── Listed entries ──

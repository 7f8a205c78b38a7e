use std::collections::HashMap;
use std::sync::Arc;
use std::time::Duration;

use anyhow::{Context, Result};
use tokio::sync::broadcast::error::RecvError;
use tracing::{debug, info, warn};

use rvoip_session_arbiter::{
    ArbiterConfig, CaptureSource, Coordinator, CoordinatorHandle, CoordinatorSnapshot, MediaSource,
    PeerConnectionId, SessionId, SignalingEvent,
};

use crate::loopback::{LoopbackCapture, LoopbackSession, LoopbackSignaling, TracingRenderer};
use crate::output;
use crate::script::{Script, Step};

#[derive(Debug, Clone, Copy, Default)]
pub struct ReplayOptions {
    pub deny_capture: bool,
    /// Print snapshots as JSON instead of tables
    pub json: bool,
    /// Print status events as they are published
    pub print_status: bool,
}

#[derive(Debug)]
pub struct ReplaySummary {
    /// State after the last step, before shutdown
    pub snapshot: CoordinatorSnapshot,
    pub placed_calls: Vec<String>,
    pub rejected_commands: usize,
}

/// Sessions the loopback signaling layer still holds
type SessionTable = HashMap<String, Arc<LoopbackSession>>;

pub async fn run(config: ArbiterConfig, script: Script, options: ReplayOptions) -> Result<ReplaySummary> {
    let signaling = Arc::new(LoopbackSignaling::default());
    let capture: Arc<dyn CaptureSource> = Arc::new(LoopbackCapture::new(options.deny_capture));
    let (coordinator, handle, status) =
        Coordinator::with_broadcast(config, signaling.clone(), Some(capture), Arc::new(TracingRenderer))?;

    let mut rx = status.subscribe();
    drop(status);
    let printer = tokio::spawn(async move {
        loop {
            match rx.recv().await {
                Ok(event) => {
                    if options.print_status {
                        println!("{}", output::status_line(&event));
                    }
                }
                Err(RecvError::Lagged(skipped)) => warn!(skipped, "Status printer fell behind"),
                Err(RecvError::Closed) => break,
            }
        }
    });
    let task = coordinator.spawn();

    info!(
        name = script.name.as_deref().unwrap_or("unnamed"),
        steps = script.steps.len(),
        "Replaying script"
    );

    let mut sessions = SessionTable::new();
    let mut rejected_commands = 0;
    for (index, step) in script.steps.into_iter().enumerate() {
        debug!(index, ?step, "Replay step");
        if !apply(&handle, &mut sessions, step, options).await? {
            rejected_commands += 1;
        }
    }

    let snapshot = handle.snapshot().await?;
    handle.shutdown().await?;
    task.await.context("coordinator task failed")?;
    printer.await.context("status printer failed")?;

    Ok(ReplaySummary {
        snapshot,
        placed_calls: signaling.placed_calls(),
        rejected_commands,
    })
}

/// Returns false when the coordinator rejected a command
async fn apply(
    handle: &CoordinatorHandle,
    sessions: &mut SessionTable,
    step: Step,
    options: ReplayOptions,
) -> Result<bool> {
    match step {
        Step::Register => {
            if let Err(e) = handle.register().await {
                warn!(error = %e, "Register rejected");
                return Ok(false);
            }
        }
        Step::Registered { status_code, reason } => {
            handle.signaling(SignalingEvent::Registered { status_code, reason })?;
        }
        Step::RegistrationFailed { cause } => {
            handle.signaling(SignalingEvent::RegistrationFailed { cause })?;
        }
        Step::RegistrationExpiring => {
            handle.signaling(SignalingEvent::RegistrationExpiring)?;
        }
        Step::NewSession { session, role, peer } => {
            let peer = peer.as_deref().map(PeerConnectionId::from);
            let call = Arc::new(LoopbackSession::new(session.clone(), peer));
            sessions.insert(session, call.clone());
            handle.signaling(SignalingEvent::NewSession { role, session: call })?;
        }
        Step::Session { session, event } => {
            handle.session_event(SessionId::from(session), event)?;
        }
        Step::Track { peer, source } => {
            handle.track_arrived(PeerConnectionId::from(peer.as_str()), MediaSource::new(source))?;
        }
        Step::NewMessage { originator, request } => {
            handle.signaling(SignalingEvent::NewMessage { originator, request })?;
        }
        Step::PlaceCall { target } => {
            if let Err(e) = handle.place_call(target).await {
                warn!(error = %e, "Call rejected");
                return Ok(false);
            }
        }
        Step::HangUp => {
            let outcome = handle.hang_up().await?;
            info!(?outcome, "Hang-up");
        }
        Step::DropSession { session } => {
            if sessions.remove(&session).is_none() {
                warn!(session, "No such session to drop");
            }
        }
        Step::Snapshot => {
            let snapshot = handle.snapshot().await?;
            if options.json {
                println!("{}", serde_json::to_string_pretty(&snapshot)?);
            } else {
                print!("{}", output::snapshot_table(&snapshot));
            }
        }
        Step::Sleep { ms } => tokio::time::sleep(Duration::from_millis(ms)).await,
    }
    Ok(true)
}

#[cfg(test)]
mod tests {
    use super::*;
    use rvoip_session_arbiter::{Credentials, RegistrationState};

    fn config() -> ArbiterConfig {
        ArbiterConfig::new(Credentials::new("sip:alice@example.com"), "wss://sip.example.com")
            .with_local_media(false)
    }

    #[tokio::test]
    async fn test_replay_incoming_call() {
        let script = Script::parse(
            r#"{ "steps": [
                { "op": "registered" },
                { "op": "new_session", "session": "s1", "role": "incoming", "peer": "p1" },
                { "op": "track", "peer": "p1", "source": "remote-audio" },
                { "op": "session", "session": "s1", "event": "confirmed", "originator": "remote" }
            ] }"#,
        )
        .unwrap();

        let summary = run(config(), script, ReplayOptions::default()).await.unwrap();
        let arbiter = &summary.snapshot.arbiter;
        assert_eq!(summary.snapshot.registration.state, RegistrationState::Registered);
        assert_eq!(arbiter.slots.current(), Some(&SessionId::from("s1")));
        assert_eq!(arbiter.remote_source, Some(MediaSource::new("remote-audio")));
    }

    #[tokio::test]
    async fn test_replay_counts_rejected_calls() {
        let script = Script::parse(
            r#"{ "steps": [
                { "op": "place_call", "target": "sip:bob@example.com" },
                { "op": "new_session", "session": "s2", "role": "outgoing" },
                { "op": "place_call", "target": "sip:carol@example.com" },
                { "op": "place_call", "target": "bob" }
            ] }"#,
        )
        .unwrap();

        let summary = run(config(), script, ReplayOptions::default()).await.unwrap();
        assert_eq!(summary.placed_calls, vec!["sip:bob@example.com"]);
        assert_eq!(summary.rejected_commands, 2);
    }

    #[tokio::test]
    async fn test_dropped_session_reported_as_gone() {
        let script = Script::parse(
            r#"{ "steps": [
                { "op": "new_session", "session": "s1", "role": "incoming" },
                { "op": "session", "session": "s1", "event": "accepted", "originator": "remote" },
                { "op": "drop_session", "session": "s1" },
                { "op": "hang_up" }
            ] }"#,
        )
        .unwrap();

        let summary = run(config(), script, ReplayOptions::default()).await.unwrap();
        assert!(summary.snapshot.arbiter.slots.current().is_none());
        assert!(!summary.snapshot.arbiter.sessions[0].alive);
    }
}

───

## The task
The full set of data above must come back exactly as written.

## Problem solution
repository 7f8a205c78b38a7e
use std::collections::HashMap;
use std::sync::Arc;
use std::time::Duration;

use anyhow::{Context, Result};
use tokio::sync::broadcast::error::RecvError;
use tracing::{debug, info, warn};

use rvoip_session_arbiter::{
    ArbiterConfig, CaptureSource, Coordinator, CoordinatorHandle, CoordinatorSnapshot, MediaSource,
    PeerConnectionId, SessionId, SignalingEvent,
};

use crate::loopback::{LoopbackCapture, LoopbackSession, LoopbackSignaling, TracingRenderer};
use crate::output;
use crate::script::{Script, Step};

#[derive(Debug, Clone, Copy, Default)]
pub struct ReplayOptions {
    pub deny_capture: bool,
    /// Print snapshots as JSON instead of tables
    pub json: bool,
    /// Print status events as they are published
    pub print_status: bool,
}

#[derive(Debug)]
pub struct ReplaySummary {
    /// State after the last step, before shutdown
    pub snapshot: CoordinatorSnapshot,
    pub placed_calls: Vec<String>,
    pub rejected_commands: usize,
}

/// Sessions the loopback signaling layer still holds
type SessionTable = HashMap<String, Arc<LoopbackSession>>;

pub async fn run(config: ArbiterConfig, script: Script, options: ReplayOptions) -> Result<ReplaySummary> {
    let signaling = Arc::new(LoopbackSignaling::default());
    let capture: Arc<dyn CaptureSource> = Arc::new(LoopbackCapture::new(options.deny_capture));
    let (coordinator, handle, status) =
        Coordinator::with_broadcast(config, signaling.clone(), Some(capture), Arc::new(TracingRenderer))?;

    let mut rx = status.subscribe();
    drop(status);
    let printer = tokio::spawn(async move {
        loop {
            match rx.recv().await {
                Ok(event) => {
                    if options.print_status {
                        println!("{}", output::status_line(&event));
                    }
                }
                Err(RecvError::Lagged(skipped)) => warn!(skipped, "Status printer fell behind"),
                Err(RecvError::Closed) => break,
            }
        }
    });
    let task = coordinator.spawn();

    info!(
        name = script.name.as_deref().unwrap_or("unnamed"),
        steps = script.steps.len(),
        "Replaying script"
    );

    let mut sessions = SessionTable::new();
    let mut rejected_commands = 0;
    for (index, step) in script.steps.into_iter().enumerate() {
        debug!(index, ?step, "Replay step");
        if !apply(&handle, &mut sessions, step, options).await? {
            rejected_commands += 1;
        }
    }

    let snapshot = handle.snapshot().await?;
    handle.shutdown().await?;
    task.await.context("coordinator task failed")?;
    printer.await.context("status printer failed")?;

    Ok(ReplaySummary {
        snapshot,
        placed_calls: signaling.placed_calls(),
        rejected_commands,
    })
}

/// Returns false when the coordinator rejected a command
async fn apply(
    handle: &CoordinatorHandle,
    sessions: &mut SessionTable,
    step: Step,
    options: ReplayOptions,
) -> Result<bool> {
    match step {
        Step::Register => {
            if let Err(e) = handle.register().await {
                warn!(error = %e, "Register rejected");
                return Ok(false);
            }
        }
        Step::Registered { status_code, reason } => {
            handle.signaling(SignalingEvent::Registered { status_code, reason })?;
        }
        Step::RegistrationFailed { cause } => {
            handle.signaling(SignalingEvent::RegistrationFailed { cause })?;
        }
        Step::RegistrationExpiring => {
            handle.signaling(SignalingEvent::RegistrationExpiring)?;
        }
        Step::NewSession { session, role, peer } => {
            let peer = peer.as_deref().map(PeerConnectionId::from);
            let call = Arc::new(LoopbackSession::new(session.clone(), peer));
            sessions.insert(session, call.clone());
            handle.signaling(SignalingEvent::NewSession { role, session: call })?;
        }
        Step::Session { session, event } => {
            handle.session_event(SessionId::from(session), event)?;
        }
        Step::Track { peer, source } => {
            handle.track_arrived(PeerConnectionId::from(peer.as_str()), MediaSource::new(source))?;
        }
        Step::NewMessage { originator, request } => {
            handle.signaling(SignalingEvent::NewMessage { originator, request })?;
        }
        Step::PlaceCall { target } => {
            if let Err(e) = handle.place_call(target).await {
                warn!(error = %e, "Call rejected");
                return Ok(false);
            }
        }
        Step::HangUp => {
            let outcome = handle.hang_up().await?;
            info!(?outcome, "Hang-up");
        }
        Step::DropSession { session } => {
            if sessions.remove(&session).is_none() {
                warn!(session, "No such session to drop");
            }
        }
        Step::Snapshot => {
            let snapshot = handle.snapshot().await?;
            if options.json {
                println!("{}", serde_json::to_string_pretty(&snapshot)?);
            } else {
                print!("{}", output::snapshot_table(&snapshot));
            }
        }
        Step::Sleep { ms } => tokio::time::sleep(Duration::from_millis(ms)).await,
    }
    Ok(true)
}

#[cfg(test)]
mod tests {
    use super::*;
    use rvoip_session_arbiter::{Credentials, RegistrationState};

    fn config() -> ArbiterConfig {
        ArbiterConfig::new(Credentials::new("sip:alice@example.com"), "wss://sip.example.com")
            .with_local_media(false)
    }

    #[tokio::test]
    async fn test_replay_incoming_call() {
        let script = Script::parse(
            r#"{ "steps": [
                { "op": "registered" },
                { "op": "new_session", "session": "s1", "role": "incoming", "peer": "p1" },
                { "op": "track", "peer": "p1", "source": "remote-audio" },
                { "op": "session", "session": "s1", "event": "confirmed", "originator": "remote" }
            ] }"#,
        )
        .unwrap();

        let summary = run(config(), script, ReplayOptions::default()).await.unwrap();
        let arbiter = &summary.snapshot.arbiter;
        assert_eq!(summary.snapshot.registration.state, RegistrationState::Registered);
        assert_eq!(arbiter.slots.current(), Some(&SessionId::from("s1")));
        assert_eq!(arbiter.remote_source, Some(MediaSource::new("remote-audio")));
    }

    #[tokio::test]
    async fn test_replay_counts_rejected_calls() {
        let script = Script::parse(
            r#"{ "steps": [
                { "op": "place_call", "target": "sip:bob@example.com" },
                { "op": "new_session", "session": "s2", "role": "outgoing" },
                { "op": "place_call", "target": "sip:carol@example.com" },
                { "op": "place_call", "target": "bob" }
            ] }"#,
        )
        .unwrap();

        let summary = run(config(), script, ReplayOptions::default()).await.unwrap();
        assert_eq!(summary.placed_calls, vec!["sip:bob@example.com"]);
        assert_eq!(summary.rejected_commands, 2);
    }

    #[tokio::test]
    async fn test_dropped_session_reported_as_gone() {
        let script = Script::parse(
            r#"{ "steps": [
                { "op": "new_session", "session": "s1", "role": "incoming" },
                { "op": "session", "session": "s1", "event": "accepted", "originator": "remote" },
                { "op": "drop_session", "session": "s1" },
                { "op": "hang_up" }
            ] }"#,
        )
        .unwrap();

        let summary = run(config(), script, ReplayOptions::default()).await.unwrap();
        assert!(summary.snapshot.arbiter.slots.current().is_none());
        assert!(!summary.snapshot.arbiter.sessions[0].alive);
    }
}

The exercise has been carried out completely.